TASK: Below are some records. Copy every line in them that holds "under".

(Beginning of RECORDS SUPPLIED)

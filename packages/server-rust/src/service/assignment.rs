//! Assignment scheduling: validation, mutation and the joined read model.

use std::collections::HashMap;
use std::sync::Arc;

use anyhow::anyhow;
use chrono::NaiveDate;
use fleet_core::{
    first_conflict, new_id, Assignment, AssignmentDetail, Driver, EntityKind, FleetError,
    FleetResult, ResourceField, Truck,
};
use tracing::{debug, info, warn};

use crate::storage::{Constraint, StoreError};
use crate::traits::FleetStore;

/// Single authority for creating, changing and removing assignments.
///
/// Every write runs the same checks in a fixed order: driver exists, truck
/// exists, license suffices, driver free, truck free. The store's unique
/// constraints back the last two up when concurrent requests race.
pub struct AssignmentService {
    store: Arc<dyn FleetStore>,
}

impl AssignmentService {
    #[must_use]
    pub fn new(store: Arc<dyn FleetStore>) -> Self {
        Self { store }
    }

    /// Books `driver_id` on `truck_id` for `date`.
    ///
    /// # Errors
    ///
    /// `NotFound` for a missing driver or truck, `LicenseMismatch`,
    /// `DriverConflict` or `TruckConflict` when a rule is violated, `Fault`
    /// on store failure.
    pub async fn create(
        &self,
        driver_id: &str,
        truck_id: &str,
        date: NaiveDate,
    ) -> FleetResult<AssignmentDetail> {
        let (driver, truck) = self
            .validate(driver_id, truck_id, date, None)
            .await
            .inspect_err(|e| debug!(%driver_id, %truck_id, %date, "assignment rejected: {e}"))?;

        let assignment = Assignment {
            id: new_id(),
            driver_id: driver.id.clone(),
            truck_id: truck.id.clone(),
            date,
        };
        self.store
            .insert_assignment(&assignment)
            .await
            .map_err(|e| write_error(e, &assignment))?;

        info!(id = %assignment.id, %driver_id, %truck_id, %date, "assignment created");
        Ok(AssignmentDetail::compose(&assignment, &driver, &truck))
    }

    /// Replaces driver, truck and date of assignment `id`.
    ///
    /// The assignment's own prior booking never conflicts with itself.
    ///
    /// # Errors
    ///
    /// `NotFound(Assignment)` if `id` is absent, otherwise as [`Self::create`].
    pub async fn update(
        &self,
        id: &str,
        driver_id: &str,
        truck_id: &str,
        date: NaiveDate,
    ) -> FleetResult<AssignmentDetail> {
        if self.store.find_assignment(id).await?.is_none() {
            return Err(FleetError::not_found(EntityKind::Assignment));
        }
        let (driver, truck) = self
            .validate(driver_id, truck_id, date, Some(id))
            .await
            .inspect_err(|e| debug!(%id, %driver_id, %truck_id, %date, "update rejected: {e}"))?;

        let assignment = Assignment {
            id: id.to_string(),
            driver_id: driver.id.clone(),
            truck_id: truck.id.clone(),
            date,
        };
        let updated = self
            .store
            .update_assignment(&assignment)
            .await
            .map_err(|e| write_error(e, &assignment))?;
        if !updated {
            return Err(FleetError::not_found(EntityKind::Assignment));
        }

        info!(%id, %driver_id, %truck_id, %date, "assignment updated");
        Ok(AssignmentDetail::compose(&assignment, &driver, &truck))
    }

    /// # Errors
    ///
    /// `NotFound(Assignment)` if `id` is absent.
    pub async fn delete(&self, id: &str) -> FleetResult<()> {
        if !self.store.delete_assignment(id).await? {
            return Err(FleetError::not_found(EntityKind::Assignment));
        }
        info!(%id, "assignment deleted");
        Ok(())
    }

    /// Returns the assignment joined with its current driver and truck.
    ///
    /// # Errors
    ///
    /// `NotFound(Assignment)` if `id` is absent; `Fault` if a referenced
    /// driver or truck has vanished.
    pub async fn get(&self, id: &str) -> FleetResult<AssignmentDetail> {
        let assignment = self
            .store
            .find_assignment(id)
            .await?
            .ok_or_else(|| FleetError::not_found(EntityKind::Assignment))?;

        let driver = self.store.find_driver(&assignment.driver_id).await?;
        let truck = self.store.find_truck(&assignment.truck_id).await?;
        match (driver, truck) {
            (Some(driver), Some(truck)) => {
                Ok(AssignmentDetail::compose(&assignment, &driver, &truck))
            }
            _ => Err(FleetError::Fault(anyhow!(
                "assignment {} references a missing driver or truck",
                assignment.id
            ))),
        }
    }

    /// All assignments ordered by date then id, joined with current state.
    ///
    /// Rows with a dangling reference are skipped.
    ///
    /// # Errors
    ///
    /// `Fault` on store failure.
    pub async fn list(&self) -> FleetResult<Vec<AssignmentDetail>> {
        let assignments = self.store.list_assignments().await?;
        let drivers: HashMap<String, Driver> = self
            .store
            .list_drivers()
            .await?
            .into_iter()
            .map(|d| (d.id.clone(), d))
            .collect();
        let trucks: HashMap<String, Truck> = self
            .store
            .list_trucks()
            .await?
            .into_iter()
            .map(|t| (t.id.clone(), t))
            .collect();

        let details = assignments
            .iter()
            .filter_map(|a| {
                match (drivers.get(&a.driver_id), trucks.get(&a.truck_id)) {
                    (Some(driver), Some(truck)) => {
                        Some(AssignmentDetail::compose(a, driver, truck))
                    }
                    _ => {
                        warn!(id = %a.id, "skipping assignment with missing driver or truck");
                        None
                    }
                }
            })
            .collect();
        Ok(details)
    }

    /// `true` iff no assignment books `truck_id` on `date`.
    ///
    /// Unknown trucks are reported as available.
    ///
    /// # Errors
    ///
    /// `Fault` on store failure.
    pub async fn check_availability(&self, truck_id: &str, date: NaiveDate) -> FleetResult<bool> {
        let booked = self.store.find_assignment_for_truck(truck_id, date).await?;
        Ok(booked.is_none())
    }

    async fn validate(
        &self,
        driver_id: &str,
        truck_id: &str,
        date: NaiveDate,
        exclude: Option<&str>,
    ) -> FleetResult<(Driver, Truck)> {
        let driver = self
            .store
            .find_driver(driver_id)
            .await?
            .ok_or_else(|| FleetError::not_found(EntityKind::Driver))?;
        let truck = self
            .store
            .find_truck(truck_id)
            .await?
            .ok_or_else(|| FleetError::not_found(EntityKind::Truck))?;

        if !driver.license_type.meets(truck.min_license_type) {
            return Err(FleetError::LicenseMismatch {
                driver: driver.license_type,
                required: truck.min_license_type,
            });
        }

        let booked = self.store.assignments_on(date).await?;
        if let Some(field) = first_conflict(&booked, driver_id, truck_id, date, exclude) {
            let resource_id = match field {
                ResourceField::Driver => driver_id,
                ResourceField::Truck => truck_id,
            };
            return Err(FleetError::conflict(field, resource_id, date));
        }

        Ok((driver, truck))
    }
}

/// Maps a constraint violation raised by a racing writer to the outcome the
/// application checks would have produced.
fn write_error(err: StoreError, assignment: &Assignment) -> FleetError {
    match err {
        StoreError::UniqueViolation(Constraint::AssignmentDriverDate) => FleetError::conflict(
            ResourceField::Driver,
            &assignment.driver_id,
            assignment.date,
        ),
        StoreError::UniqueViolation(Constraint::AssignmentTruckDate) => FleetError::conflict(
            ResourceField::Truck,
            &assignment.truck_id,
            assignment.date,
        ),
        StoreError::ForeignKeyViolation(Constraint::AssignmentDriver) => {
            FleetError::not_found(EntityKind::Driver)
        }
        StoreError::ForeignKeyViolation(Constraint::AssignmentTruck) => {
            FleetError::not_found(EntityKind::Truck)
        }
        other => other.into(),
    }
}
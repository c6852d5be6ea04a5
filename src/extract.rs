//! Plain-text extraction for stored documents.
//!
//! The library hands over raw bytes plus the [`FileType`] derived from the
//! filename; this module returns UTF-8 text or an [`ExtractError`]. It never
//! panics on malformed input: a bad file is reported and the caller decides
//! whether to fail the upload or skip the file during a reindex.

use refchat_core::models::FileType;
use refchat_core::Error;

const UTF8_BOM: &str = "\u{feff}";

#[derive(Debug, thiserror::Error)]
pub enum ExtractError {
    #[error("unsupported file type: {0}")]
    UnsupportedType(String),
    #[error("PDF extraction failed: {0}")]
    Pdf(String),
    #[error("text decoding failed: {0}")]
    Decode(String),
}

impl From<ExtractError> for Error {
    fn from(err: ExtractError) -> Self {
        match err {
            ExtractError::UnsupportedType(name) => Error::UnsupportedType(name),
            ExtractError::Pdf(msg) | ExtractError::Decode(msg) => Error::ExtractionFailed(msg),
        }
    }
}

/// Extract text from `bytes` of the given type.
pub fn extract_text(bytes: &[u8], file_type: FileType) -> Result<String, ExtractError> {
    match file_type {
        FileType::Pdf => extract_pdf(bytes),
        FileType::Txt => decode_text(bytes),
    }
}

/// Extract text from a file whose type is inferred from `filename`.
pub fn extract_file(bytes: &[u8], filename: &str) -> Result<String, ExtractError> {
    let file_type = FileType::from_filename(filename)
        .ok_or_else(|| ExtractError::UnsupportedType(filename.to_string()))?;
    extract_text(bytes, file_type)
}

fn extract_pdf(bytes: &[u8]) -> Result<String, ExtractError> {
    // pdf-extract can panic on some malformed inputs; keep that inside this call.
    std::panic::catch_unwind(|| pdf_extract::extract_text_from_mem(bytes))
        .map_err(|_| ExtractError::Pdf("malformed PDF".to_string()))?
        .map_err(|e| ExtractError::Pdf(e.to_string()))
}

/// UTF-8 (BOM stripped), falling back to Latin-1.
///
/// Latin-1 maps every byte to a code point, so decoding only fails for
/// input that contains NUL bytes, which is treated as binary.
fn decode_text(bytes: &[u8]) -> Result<String, ExtractError> {
    if bytes.contains(&0) {
        return Err(ExtractError::Decode(
            "file contains NUL bytes and does not look like text".to_string(),
        ));
    }
    match std::str::from_utf8(bytes) {
        Ok(text) => Ok(text.strip_prefix(UTF8_BOM).unwrap_or(text).to_string()),
        Err(_) => Ok(bytes.iter().map(|&b| b as char).collect()),
    }
}
//! On-disk store of uploaded documents.
//!
//! Files live flat in `[library].docs_dir` under their sanitised names. The
//! directory is the source of truth for a reindex: the in-memory index can
//! always be rebuilt from what is stored here.

use std::path::{Path, PathBuf};
use std::time::SystemTime;

use chrono::{DateTime, Utc};
use refchat_core::models::{DocumentInfo, FileType};
use refchat_core::{Error, Result};
use tracing::debug;
use walkdir::WalkDir;

use crate::config::LibraryConfig;

/// Maximum filename length in bytes.
pub const MAX_FILENAME_BYTES: usize = 255;

const FORBIDDEN_CHARS: &[char] = &['<', '>', ':', '"', '/', '\\', '|', '?', '*'];

/// A file as stored in the library.
#[derive(Debug, Clone, PartialEq)]
pub struct StoredFile {
    pub filename: String,
    pub info: DocumentInfo,
}

/// Outcome of [`Library::save`].
#[derive(Debug, Clone, PartialEq)]
pub struct SavedFile {
    pub filename: String,
    pub file_type: FileType,
    pub file_size: u64,
    /// Whether a file of the same name was overwritten.
    pub replaced: bool,
}

#[derive(Debug, Clone)]
pub struct Library {
    root: PathBuf,
    max_bytes: u64,
    allowed: Vec<FileType>,
}

impl Library {
    /// Open the library, creating `docs_dir` if needed.
    pub fn open(config: &LibraryConfig) -> Result<Self> {
        std::fs::create_dir_all(&config.docs_dir).map_err(|e| {
            Error::internal(format!(
                "failed to create docs dir {}: {}",
                config.docs_dir.display(),
                e
            ))
        })?;
        Ok(Self {
            root: config.docs_dir.clone(),
            max_bytes: config.max_file_size_bytes(),
            allowed: config.allowed_types(),
        })
    }

    pub fn root(&self) -> &Path {
        &self.root
    }

    /// Validate the type of `filename` against the allowed list.
    pub fn file_type(&self, filename: &str) -> Result<FileType> {
        FileType::from_filename(filename)
            .filter(|t| self.allowed.contains(t))
            .ok_or_else(|| {
                let allowed: Vec<&str> = self.allowed.iter().map(|t| t.extension()).collect();
                Error::UnsupportedType(format!(
                    "{}: only {} files are supported",
                    filename,
                    allowed.join(", ")
                ))
            })
    }

    /// Store `bytes` under the sanitised form of `filename`.
    pub fn save(&self, filename: &str, bytes: &[u8]) -> Result<SavedFile> {
        let filename = sanitize_filename(filename)?;
        let file_type = self.file_type(&filename)?;
        if bytes.is_empty() {
            return Err(Error::validation(format!("{}: file is empty", filename)));
        }
        if bytes.len() as u64 > self.max_bytes {
            return Err(Error::validation(format!(
                "{}: file size {} bytes exceeds the limit of {} MB",
                filename,
                bytes.len(),
                self.max_bytes / (1024 * 1024)
            )));
        }

        let path = self.root.join(&filename);
        let replaced = path.is_file();
        std::fs::write(&path, bytes)
            .map_err(|e| Error::internal(format!("failed to write {}: {}", path.display(), e)))?;
        debug!(filename = %filename, bytes = bytes.len(), replaced, "file stored");

        Ok(SavedFile {
            filename,
            file_type,
            file_size: bytes.len() as u64,
            replaced,
        })
    }

    /// Stored files of an allowed type, sorted by filename.
    pub fn list(&self) -> Result<Vec<StoredFile>> {
        let mut files = Vec::new();
        for entry in WalkDir::new(&self.root).min_depth(1).max_depth(1) {
            let entry = entry.map_err(|e| Error::internal(format!("failed to scan library: {}", e)))?;
            if !entry.file_type().is_file() {
                continue;
            }
            let filename = entry.file_name().to_string_lossy().to_string();
            if self.file_type(&filename).is_err() {
                continue;
            }
            files.push(StoredFile {
                info: self.stat(&filename)?,
                filename,
            });
        }
        files.sort_by(|a, b| a.filename.cmp(&b.filename));
        Ok(files)
    }

    pub fn read(&self, filename: &str) -> Result<Vec<u8>> {
        let path = self.existing(filename)?;
        std::fs::read(&path)
            .map_err(|e| Error::internal(format!("failed to read {}: {}", path.display(), e)))
    }

    /// Size, type and modification time of a stored file.
    pub fn stat(&self, filename: &str) -> Result<DocumentInfo> {
        let path = self.existing(filename)?;
        let metadata = std::fs::metadata(&path)?;
        let modified = metadata.modified().unwrap_or(SystemTime::UNIX_EPOCH);
        Ok(DocumentInfo {
            file_size: metadata.len(),
            file_type: self.file_type(filename)?,
            upload_date: DateTime::<Utc>::from(modified),
        })
    }

    pub fn delete(&self, filename: &str) -> Result<()> {
        let path = self.existing(filename)?;
        std::fs::remove_file(&path)
            .map_err(|e| Error::internal(format!("failed to delete {}: {}", path.display(), e)))?;
        debug!(filename, "file deleted");
        Ok(())
    }

    pub fn contains(&self, filename: &str) -> bool {
        self.existing(filename).is_ok()
    }

    /// Path of a stored file. Names that could escape the library are
    /// reported as not found.
    fn existing(&self, filename: &str) -> Result<PathBuf> {
        let not_found = || Error::not_found(format!("document not found: {}", filename));
        if filename.is_empty()
            || filename.starts_with('.')
            || filename.contains(['/', '\\'])
        {
            return Err(not_found());
        }
        let path = self.root.join(filename);
        if path.is_file() {
            Ok(path)
        } else {
            Err(not_found())
        }
    }
}

/// Make an uploaded filename safe to store.
///
/// Path separators and characters reserved on common filesystems become
/// `_`, control characters are dropped, leading dots and surrounding
/// whitespace are stripped, and the stem is shortened so the whole name
/// fits in [`MAX_FILENAME_BYTES`].
pub fn sanitize_filename(filename: &str) -> Result<String> {
    let replaced: String = filename
        .chars()
        .filter(|c| !c.is_control())
        .map(|c| if FORBIDDEN_CHARS.contains(&c) { '_' } else { c })
        .collect();
    let cleaned = replaced.trim().trim_start_matches('.').trim_start();
    if cleaned.is_empty() {
        return Err(Error::validation("filename must not be empty"));
    }
    if cleaned.len() <= MAX_FILENAME_BYTES {
        return Ok(cleaned.to_string());
    }

    let (stem, ext) = match cleaned.rsplit_once('.') {
        Some((stem, ext)) if !stem.is_empty() && ext.len() < 16 => (stem, format!(".{}", ext)),
        _ => (cleaned, String::new()),
    };
    let budget = MAX_FILENAME_BYTES - ext.len();
    let mut cut = budget.min(stem.len());
    while !stem.is_char_boundary(cut) {
        cut -= 1;
    }
    Ok(format!("{}{}", &stem[..cut], ext))
}
//! Keyword tokenization and scoring.
//!
//! Tokens are maximal runs of alphanumeric characters, lower-cased, so
//! punctuation never participates in a match and `"Gamma,"` matches the
//! query `gamma`.
//!
//! # Scoring rule
//!
//! `score(chunk) = Σ tf(t, chunk)` over the *distinct* tokens `t` of the
//! query, where `tf` is the number of occurrences of `t` among the chunk's
//! tokens. Repeating a word in the query does not change the score. Chunks
//! scoring 0 are not matches.

use std::collections::HashMap;

/// Split `text` into lower-cased alphanumeric tokens.
pub fn tokenize(text: &str) -> Vec<String> {
    text.split(|c: char| !c.is_alphanumeric())
        .filter(|t| !t.is_empty())
        .map(|t| t.to_lowercase())
        .collect()
}

/// Distinct query tokens in first-seen order.
pub fn query_terms(query: &str) -> Vec<String> {
    let mut terms: Vec<String> = Vec::new();
    for token in tokenize(query) {
        if !terms.contains(&token) {
            terms.push(token);
        }
    }
    terms
}

/// Score `text` against pre-tokenized, de-duplicated query terms.
pub fn score(terms: &[String], text: &str) -> u32 {
    if terms.is_empty() {
        return 0;
    }
    let mut freq: HashMap<String, u32> = HashMap::new();
    for token in tokenize(text) {
        *freq.entry(token).or_insert(0) += 1;
    }
    terms.iter().filter_map(|t| freq.get(t)).sum()
}

#[cfg(test)]
mod tests {
    use super::*;

    #[test]
    fn tokenize_strips_punctuation_and_case() {
        assert_eq!(
            tokenize("Alpha, BETA; gamma-ray!"),
            vec!["alpha", "beta", "gamma", "ray"]
        );
        assert!(tokenize("... --- !!!").is_empty());
    }

    #[test]
    fn tokenize_keeps_non_ascii_letters() {
        assert_eq!(tokenize("Grüße aus Köln"), vec!["grüße", "aus", "köln"]);
    }

    #[test]
    fn query_terms_are_distinct() {
        assert_eq!(query_terms("rust Rust RUST cargo"), vec!["rust", "cargo"]);
    }

    #[test]
    fn score_counts_term_frequency() {
        let terms = query_terms("gamma delta");
        assert_eq!(score(&terms, "Gamma gamma. Delta."), 3);
        assert_eq!(score(&terms, "nothing here"), 0);
    }

    #[test]
    fn repeated_query_words_do_not_inflate_score() {
        let once = query_terms("gamma");
        let thrice = query_terms("gamma gamma gamma");
        assert_eq!(score(&once, "gamma"), score(&thrice, "gamma"));
    }
}
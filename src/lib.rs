//! # refchat
//!
//! A local document question-answering service. Upload PDF and text files,
//! search them by keyword or meaning, and ask questions that a local
//! language model answers from the retrieved passages, with citations.
//!
//! ## Architecture
//!
//! ```text
//! ┌───────────┐   ┌──────────────┐   ┌──────────────────┐
//! │  Library  │──▶│   Extract    │──▶│  refchat-core    │
//! │ docs_dir/ │   │  PDF / TXT   │   │ chunk+embed+index│
//! └───────────┘   └──────────────┘   └────────┬─────────┘
//!                                             │
//!                       ┌─────────────────────┤
//!                       ▼                     ▼
//!                  ┌──────────┐         ┌──────────┐      ┌────────┐
//!                  │   CLI    │         │   HTTP   │─────▶│ Ollama │
//!                  │(refchat) │         │  (axum)  │      │  LLM   │
//!                  └──────────┘         └──────────┘      └────────┘
//! ```
//!
//! The index lives in memory and is rebuilt from the library on startup.
//!
//! ## Modules
//!
//! | Module | Purpose |
//! |--------|---------|
//! | [`config`] | TOML configuration parsing |
//! | [`library`] | On-disk document store |
//! | [`extract`] | PDF and plain-text extraction |
//! | [`embedding`] | Embedding providers (fastembed, Ollama, hashing) |
//! | [`llm`] | Ollama generation client |
//! | [`ingest`] | Upload, delete and reindex pipeline |
//! | [`state`] | Shared application state |
//! | [`server`] | HTTP API |
//! | [`commands`] | CLI commands |

pub mod commands;
pub mod config;
pub mod embedding;
pub mod extract;
pub mod ingest;
pub mod library;
pub mod llm;
pub mod server;
pub mod state;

(End of RECORDS SUPPLIED)

EXPECTED OUTPUT:
//! Files live flat in `[library].docs_dir` under their sanitised names. The
    /// Store `bytes` under the sanitised form of `filename`.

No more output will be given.